Two more days till Christmas and I am still grinchy AF. I honestly think what I am experiencing has nothing to do with the holiday, I've been consulting Dr. Google and we've decided I may be experiencing a case of seasonal depression. No offense to people who have actually been diagnosed by a real physician, all my symptoms match then again so does those of mesothelioma.
Nevermind that I have been working overtime and don't get enough rest, I just haven't been feeling like my self.
November was crazy and the best month so far. My daughter her new beau and one of my best friends and mentors surprised me with a visit just in time for Mikey's birthday. I was crazy busy cooking but they jumped in and helped, it was just like old times. Which in retrospect has made me miss them all the much more.

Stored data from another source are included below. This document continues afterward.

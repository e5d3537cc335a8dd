//! CLI entry point for the classroom dashboard.
//!
//! Provides subcommands for inspecting a single student's radar or activity
//! profile, listing the class roster, and running the interactive dashboard
//! loop that reconciles both dataset loads with picker commands from stdin.

use anyhow::{Context, Result};
use clap::{Args, Parser, Subcommand};
use classroom_dashboard::analyzers::types::RadarSeries;
use classroom_dashboard::config::DashboardConfig;
use classroom_dashboard::coordinator::{DashboardEvent, SelectionCoordinator};
use classroom_dashboard::fetch::BasicClient;
use classroom_dashboard::loader::{load_mastery, load_submissions};
use classroom_dashboard::output::{Frame, JsonLinesRenderer, print_json, write_records};
use std::ffi::OsStr;
use std::path::Path;
use std::sync::Arc;
use tokio::io::AsyncBufReadExt;
use tokio::sync::mpsc;
use tracing::Instrument;
use tracing::{debug, info, warn};
use tracing_appender::non_blocking::WorkerGuard;
use tracing_subscriber::{
    EnvFilter, Layer,
    fmt::{self, format::FmtSpan},
    layer::SubscriberExt,
    util::SubscriberInitExt,
};

#[derive(Parser)]
#[command(name = "classroom_dashboard")]
#[command(about = "Mastery and activity views for a classroom dashboard", long_about = None)]
struct Cli {
    #[command(subcommand)]
    command: Commands,
}

/// Dataset overrides shared by every subcommand.
#[derive(Args, Clone, Default)]
struct DatasetArgs {
    /// JSON config file (defaults to $DASHBOARD_CONFIG, then built-in defaults)
    #[arg(long)]
    config: Option<String>,

    /// Mastery dataset path or URL
    #[arg(long)]
    mastery: Option<String>,

    /// Fallback mastery location tried when the primary fails
    #[arg(long)]
    mastery_fallback: Option<String>,

    /// Submission dataset path or URL
    #[arg(long)]
    submissions: Option<String>,
}

impl DatasetArgs {
    fn resolve(&self) -> Result<DashboardConfig> {
        let mut config = DashboardConfig::resolve(self.config.as_deref())?;
        if let Some(mastery) = &self.mastery {
            config.mastery = mastery.clone();
        }
        if let Some(fallback) = &self.mastery_fallback {
            config.mastery_fallback = Some(fallback.clone());
        }
        if let Some(submissions) = &self.submissions {
            config.submissions = submissions.clone();
        }
        Ok(config)
    }
}

#[derive(Subcommand)]
enum Commands {
    /// Print the knowledge-point radar series for one student
    Radar {
        #[arg(short, long)]
        student: String,

        #[command(flatten)]
        datasets: DatasetArgs,
    },
    /// Print the hourly and calendar activity views for one student
    Profile {
        #[arg(short, long)]
        student: String,

        /// Also write the calendar view to this CSV file
        #[arg(long)]
        calendar_csv: Option<String>,

        /// Also write the hourly view to this CSV file
        #[arg(long)]
        hourly_csv: Option<String>,

        #[command(flatten)]
        datasets: DatasetArgs,
    },
    /// List classes and their students with overall mastery
    Roster {
        #[command(flatten)]
        datasets: DatasetArgs,
    },
    /// Load both datasets and render frames for picker commands read from stdin
    ///
    /// Commands: `select <id>`, `select` (clears), `options <id,id,...> [current]`.
    Dashboard {
        #[command(flatten)]
        datasets: DatasetArgs,
    },
}

#[tokio::main]
async fn main() -> Result<()> {
    dotenvy::dotenv().ok(); // Load .env file

    let _log_guard = init_tracing()?;

    let cli = Cli::parse();

    match cli.command {
        Commands::Radar { student, datasets } => {
            let config = datasets.resolve()?;
            let client = BasicClient::new();
            let index = load_mastery(&client, &config.mastery, config.mastery_fallback.as_deref())
                .await
                .context("mastery data could not be loaded")?;

            let series = index
                .radar(&student, &config.knowledge)
                .unwrap_or_else(|| {
                    warn!(student = %student, "Student not in roster, showing empty radar");
                    RadarSeries::empty(&config.knowledge)
                });
            print_json(&Frame::Radar(series))?;
        }
        Commands::Profile {
            student,
            calendar_csv,
            hourly_csv,
            datasets,
        } => {
            let config = datasets.resolve()?;
            let client = BasicClient::new();
            let index = load_submissions(&client, &config.submissions, &config.submission_columns)
                .await
                .context("submission data could not be loaded")?;

            let activity = index.activity(&student);
            if let Some(path) = calendar_csv {
                write_records(&path, &activity.calendar)?;
                info!(path = %path, days = activity.calendar.len(), "Calendar view written");
            }
            if let Some(path) = hourly_csv {
                write_records(&path, &activity.hourly)?;
                info!(path = %path, buckets = activity.hourly.len(), "Hourly view written");
            }
            print_json(&Frame::Profile(activity))?;
        }
        Commands::Roster { datasets } => {
            let config = datasets.resolve()?;
            let client = BasicClient::new();
            let index = load_mastery(&client, &config.mastery, config.mastery_fallback.as_deref())
                .await
                .context("mastery data could not be loaded")?;

            if index.is_empty() {
                println!("No students found.");
                return Ok(());
            }

            for class_id in index.class_names() {
                println!("{class_id}");
                for student_id in index.class_roster(class_id) {
                    if let Some(profile) = index.profile(student_id) {
                        println!(
                            "  {} overall {:.1}% across {} knowledge points",
                            profile.id,
                            profile.overall_average * 100.0,
                            profile.kp_average.len()
                        );
                    }
                }
            }
        }
        Commands::Dashboard { datasets } => {
            let config = datasets.resolve()?;
            run_dashboard(config).await?;
        }
    }

    Ok(())
}

/// Colored stderr logging plus a JSON rolling log file.
fn init_tracing() -> Result<WorkerGuard> {
    let log_file_path = std::env::var("LOG_FILE_PATH")
        .unwrap_or_else(|_| "logs/classroom_dashboard.log".to_string());
    let log_dir = Path::new(&log_file_path)
        .parent()
        .unwrap_or(Path::new("logs"));
    let log_file_name = Path::new(&log_file_path)
        .file_name()
        .unwrap_or(OsStr::new("classroom_dashboard.log"));

    let file_appender = tracing_appender::rolling::daily(log_dir, log_file_name);
    let (non_blocking_file, guard) = tracing_appender::non_blocking(file_appender);

    let stderr_layer = fmt::layer()
        .with_target(true)
        .with_span_events(FmtSpan::CLOSE)
        .with_ansi(true)
        .with_writer(std::io::stderr)
        .with_filter(EnvFilter::from_env("RUST_LOG").add_directive("info".parse()?));

    let json_layer = fmt::layer()
        .json()
        .with_current_span(true)
        .with_span_list(true)
        .with_writer(non_blocking_file)
        .with_filter(EnvFilter::from_env("RUST_LOG_JSON").add_directive("debug".parse()?));

    tracing_subscriber::registry()
        .with(stderr_layer)
        .with(json_layer)
        .init();

    Ok(guard)
}

/// Starts both dataset loads and the stdin picker, then feeds every event
/// through the coordinator until all three sources are finished.
#[tracing::instrument(skip(config), fields(mastery = %config.mastery, submissions = %config.submissions))]
async fn run_dashboard(config: DashboardConfig) -> Result<()> {
    let (tx, rx) = mpsc::unbounded_channel();
    let client = Arc::new(BasicClient::new());

    {
        let tx = tx.clone();
        let client = client.clone();
        let primary = config.mastery.clone();
        let fallback = config.mastery_fallback.clone();
        tokio::spawn(
            async move {
                let result = load_mastery(client.as_ref(), &primary, fallback.as_deref()).await;
                let _ = tx.send(DashboardEvent::MasteryLoaded(result));
            }
            .instrument(tracing::info_span!("mastery_load")),
        );
    }

    {
        let tx = tx.clone();
        let client = client.clone();
        let location = config.submissions.clone();
        let columns = config.submission_columns.clone();
        tokio::spawn(
            async move {
                let result = load_submissions(client.as_ref(), &location, &columns).await;
                let _ = tx.send(DashboardEvent::SubmissionsLoaded(result));
            }
            .instrument(tracing::info_span!("submission_load")),
        );
    }

    tokio::spawn(async move {
        let mut lines = tokio::io::BufReader::new(tokio::io::stdin()).lines();
        loop {
            match lines.next_line().await {
                Ok(Some(line)) => match parse_command(&line) {
                    Some(event) => {
                        if tx.send(event).is_err() {
                            break;
                        }
                    }
                    None => warn!(line = %line, "Unrecognized command"),
                },
                Ok(None) => break,
                Err(e) => {
                    warn!(error = %e, "Failed to read stdin");
                    break;
                }
            }
        }
        debug!("Picker input closed");
    });

    let coordinator = SelectionCoordinator::new(
        config.knowledge.clone(),
        &config.radar_mount,
        JsonLinesRenderer::new(std::io::stdout()),
        JsonLinesRenderer::new(std::io::stdout()),
        JsonLinesRenderer::new(std::io::stdout()),
    );
    let coordinator = coordinator.run(rx).await;

    let ctx = coordinator.context();
    info!(
        mastery = ?ctx.mastery_state(),
        submissions = ?ctx.submission_state(),
        students = ctx.mastery().map(|m| m.len()).unwrap_or(0),
        records = ctx.submissions().map(|s| s.total_records()).unwrap_or(0),
        calendar = ?ctx.calendar_range(),
        "Dashboard finished"
    );
    Ok(())
}

/// Translates one stdin line into a picker event.
fn parse_command(line: &str) -> Option<DashboardEvent> {
    let mut parts = line.split_whitespace();
    match parts.next()? {
        "select" => Some(DashboardEvent::SelectionChanged(
            parts.next().unwrap_or("").to_string(),
        )),
        "options" => {
            let options = parts
                .next()
                .map(|list| {
                    list.split(',')
                        .map(str::trim)
                        .filter(|s| !s.is_empty())
                        .map(String::from)
                        .collect()
                })
                .unwrap_or_default();
            let current = parts.next().unwrap_or("").to_string();
            Some(DashboardEvent::OptionsChanged { options, current })
        }
        _ => None,
    }
}
impl<R, P, N> SelectionCoordinator<R, P, N>
where
    R: RadarRenderer,
    P: ProfileRenderer,
    N: Notifier,
{
    /// Initializes the radar at `mount` and draws the empty frame.
    pub fn new(order: KnowledgeOrder, mount: &str, mut radar: R, profile: P, notifier: N) -> Self {
        radar.init(mount);
        let mut coordinator = Self {
            ctx: DashboardContext::default(),
            order,
            radar,
            profile,
            notifier,
        };
        coordinator.clear();
        coordinator
    }

    pub fn context(&self) -> &DashboardContext {
        &self.ctx
    }

    pub fn radar(&self) -> &R {
        &self.radar
    }

    pub fn profile(&self) -> &P {
        &self.profile
    }

    pub fn notifier(&self) -> &N {
        &self.notifier
    }

    /// Processes events in arrival order until every sender is dropped.
    pub async fn run(mut self, mut events: mpsc::UnboundedReceiver<DashboardEvent>) -> Self {
        while let Some(event) = events.recv().await {
            self.handle(event);
        }
        debug!("Event channel closed");
        self
    }

    pub fn handle(&mut self, event: DashboardEvent) {
        match event {
            DashboardEvent::MasteryLoaded(result) => self.on_mastery_loaded(result),
            DashboardEvent::SubmissionsLoaded(result) => self.on_submissions_loaded(result),
            DashboardEvent::SelectionChanged(id) => self.on_selection_change(&id),
            DashboardEvent::OptionsChanged { options, current } => {
                self.on_options_changed(&options, &current)
            }
        }
    }

    pub fn on_mastery_loaded(&mut self, result: Result<MasteryIndex, LoadError>) {
        if self.ctx.mastery_state == LoadState::Failed {
            warn!("Ignoring mastery dataset after terminal failure");
            return;
        }

        match result {
            Ok(index) => {
                info!(students = index.len(), "Mastery dataset ready");
                self.ctx.mastery = Some(Arc::new(index));
                self.ctx.mastery_state = LoadState::Ready;

                // A selection made before the roster existed is re-validated now.
                if let Some(current) = self.ctx.current.clone() {
                    self.on_selection_change(&current);
                }
            }
            Err(e) if self.ctx.mastery_state == LoadState::Ready => {
                warn!(error = %e, "Mastery reload failed, keeping previous snapshot");
            }
            Err(e) => {
                error!(error = %e, "Mastery dataset failed to load");
                self.ctx.mastery_state = LoadState::Failed;
                self.notifier
                    .alert(&format!("Mastery data could not be loaded; charts are unavailable ({e})"));
                self.clear();
            }
        }
    }

    pub fn on_submissions_loaded(&mut self, result: Result<SubmissionIndex, LoadError>) {
        if self.ctx.submission_state == LoadState::Failed {
            warn!("Ignoring submission dataset after terminal failure");
            return;
        }

        match result {
            Ok(index) => {
                info!(records = index.total_records(), "Submission dataset ready");
                self.ctx.submissions = Some(Arc::new(index));
                self.ctx.submission_state = LoadState::Ready;

                if let Some(student_id) = self.ctx.pending.take() {
                    debug!(student_id = %student_id, "Replaying pending selection");
                    self.render_profile(&student_id);
                }
            }
            Err(e) if self.ctx.submission_state == LoadState::Ready => {
                warn!(error = %e, "Submission reload failed, keeping previous snapshot");
            }
            Err(e) => {
                warn!(error = %e, "Submission dataset failed to load; profile charts stay empty");
                self.ctx.submission_state = LoadState::Failed;
                self.ctx.pending = None;
                self.profile.clear();
            }
        }
    }

    /// Handles the picker's `change` event.
    pub fn on_selection_change(&mut self, student_id: &str) {
        let student_id = student_id.trim();
        if student_id.is_empty() {
            debug!("Empty selection");
            self.ctx.current = None;
            self.clear();
            return;
        }
        self.ctx.current = Some(student_id.to_string());

        match self.ctx.mastery_state {
            LoadState::Ready => {
                let radar = self
                    .ctx
                    .mastery
                    .as_ref()
                    .and_then(|m| m.radar(student_id, &self.order));
                match radar {
                    Some(series) => {
                        self.push_radar(&series);
                        self.ctx.rendered = Some(student_id.to_string());
                    }
                    None => {
                        debug!(student_id, "Selected student not in roster");
                        self.clear();
                        return;
                    }
                }
            }
            LoadState::Failed => {
                self.clear();
                return;
            }
            LoadState::Pending => {}
        }

        match self.ctx.submission_state {
            LoadState::Ready => self.render_profile(student_id),
            LoadState::Pending => {
                debug!(student_id, "Submission data not ready, deferring profile");
                self.ctx.pending = Some(student_id.to_string());
            }
            LoadState::Failed => self.profile.clear(),
        }
    }

    /// Re-validates the picker's value after its option list was rebuilt.
    ///
    /// Rebuilding the options does not fire a `change` event, so this is the
    /// only chance to notice that the stored value went stale.
    pub fn on_options_changed(&mut self, options: &[String], current: &str) {
        let current = current.trim();
        if options.is_empty() || current.is_empty() {
            debug!(options = options.len(), "Picker has no usable value");
            self.ctx.current = None;
            self.clear();
            return;
        }

        if !options.iter().any(|o| o.trim() == current) || !self.ctx.is_known(current) {
            debug!(current, "Picker value no longer valid");
            self.ctx.current = Some(current.to_string());
            self.clear();
            return;
        }

        // A value that was cleared while stale is drawn again once it is valid.
        if self.ctx.rendered.as_deref() != Some(current) {
            self.on_selection_change(current);
        }
    }

    fn render_profile(&mut self, student_id: &str) {
        let Some(submissions) = self.ctx.submissions.as_ref() else {
            self.profile.clear();
            return;
        };
        let activity = submissions.activity(student_id);
        self.profile.update(&activity);
    }

    fn push_radar(&mut self, series: &RadarSeries) {
        self.radar
            .update(&series.labels, &series.personal, &series.class_average);
    }

    /// Resets every chart to its empty frame and forgets any deferred selection.
    fn clear(&mut self) {
        self.ctx.pending = None;
        self.ctx.rendered = None;
        let empty = RadarSeries::empty(&self.order);
        self.push_radar(&empty);
        self.profile.clear();
    }
}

My apartment has not yet recovered, I have yet to shampoo the carpets and organize the kitchen but I just can't get my ass back in gear. Thanksgiving was good, just the two of us as always. I am finally mastering the art of cooking for two, we didn't have leftovers for months this time.
December has had some ups and downs my daughter was supposed to come and stay for a couple weeks but she was laid off and got stuck on cat sitting duty while her sperm donor ran off to Europe to get married to his fake fiance. (That's a long story for another day!)

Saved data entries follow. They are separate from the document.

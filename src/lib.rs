pub mod analyzers;
pub mod config;
pub mod coordinator;
pub mod error;
pub mod fetch;
pub mod ingest;
pub mod loader;
pub mod output;
use anyhow::{Context, Result};
use serde::{Deserialize, Serialize};

use crate::analyzers::types::KnowledgeOrder;
use crate::ingest::SubmissionColumns;

/// Environment variable naming a JSON config file.
pub const CONFIG_ENV: &str = "DASHBOARD_CONFIG";

/// Dataset locations and display settings for the dashboard.
///
/// Stored as JSON on disk; every field is optional:
/// ```json
/// {
///   "mastery": "./data/new_data.csv",
///   "mastery_fallback": "./data.csv",
///   "submissions": "https://example.org/submit_records.csv",
///   "knowledge": {
///     "codes": ["t5V9e", "m3D1v"],
///     "labels": { "t5V9e": "Fractions" }
///   }
/// }
/// ```
#[derive(Debug, Clone, PartialEq, Serialize, Deserialize)]
#[serde(default)]
pub struct DashboardConfig {
    pub mastery: String,
    pub mastery_fallback: Option<String>,
    pub submissions: String,
    pub knowledge: KnowledgeOrder,
    pub submission_columns: SubmissionColumns,
    pub radar_mount: String,
}

impl Default for DashboardConfig {
    fn default() -> Self {
        Self {
            mastery: "./data/new_data.csv".to_string(),
            mastery_fallback: Some("./data.csv".to_string()),
            submissions: "./data/submit_records.csv".to_string(),
            knowledge: KnowledgeOrder::default(),
            submission_columns: SubmissionColumns::default(),
            radar_mount: "radarChart".to_string(),
        }
    }
}

impl DashboardConfig {
    /// Loads the config from a JSON file at `path`.
    pub fn load(path: &str) -> Result<Self> {
        let content = std::fs::read_to_string(path)
            .with_context(|| format!("failed to read config file '{path}'"))?;
        serde_json::from_str(&content).with_context(|| format!("invalid config file '{path}'"))
    }

    /// Uses `path`, then `DASHBOARD_CONFIG`, then built-in defaults.
    pub fn resolve(path: Option<&str>) -> Result<Self> {
        match path {
            Some(p) => Self::load(p),
            None => match std::env::var(CONFIG_ENV) {
                Ok(p) if !p.is_empty() => Self::load(&p),
                _ => Ok(Self::default()),
            },
        }
    }
}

So that's part of my sadness, I was looking forward to spending time with her. I miss my kids tremendously and I am beyond grateful at least one of my children still allows me to be a part of their lives. My mom was also supposed to visit over the Thanksgiving holiday but she broke her arm and wasn't able to make it.
For the past few years, Mikey has been the grinchy one not wanting to celebrate anything so this year I didn't fight him. I put up lights in my office and the little decorations I have without making a fuss, and to my surprise, Mikey was somehow magically filled with the Christmas spirit. He surprised me with a tree and he got me a bunch of presents. I, of course, did not budget for the holiday so I have had to scramble to get him a few things. I went all out for his birthday since I thought he wouldn't want to celebrate again this year. I got him a Gucci wallet and his party was expensive. He keeps telling me he wants nothing and that I deserve to be spoiled. I am just happy because little by little my wish came true and I am getting my old sweet Mikey back.
But even with all that going on I still can't get into it, I feel like something is missing. Oh and to top it off his mom who has not been around for the last few years, with good reason her fiance had stage four cancer and she has been busy taking care of him. So out of nowhere she is coming into town and wants to learn to make tamales and pozole. Which translates to I am making pozole and tamales for Christmas! Again I am happy but then again I'm not. In a couple of hours, we are going shopping for everything needed and I am so unmotivated. I have about an hour left of my shift and need to take a break so I can shower and look like I care so I better get my butt moving.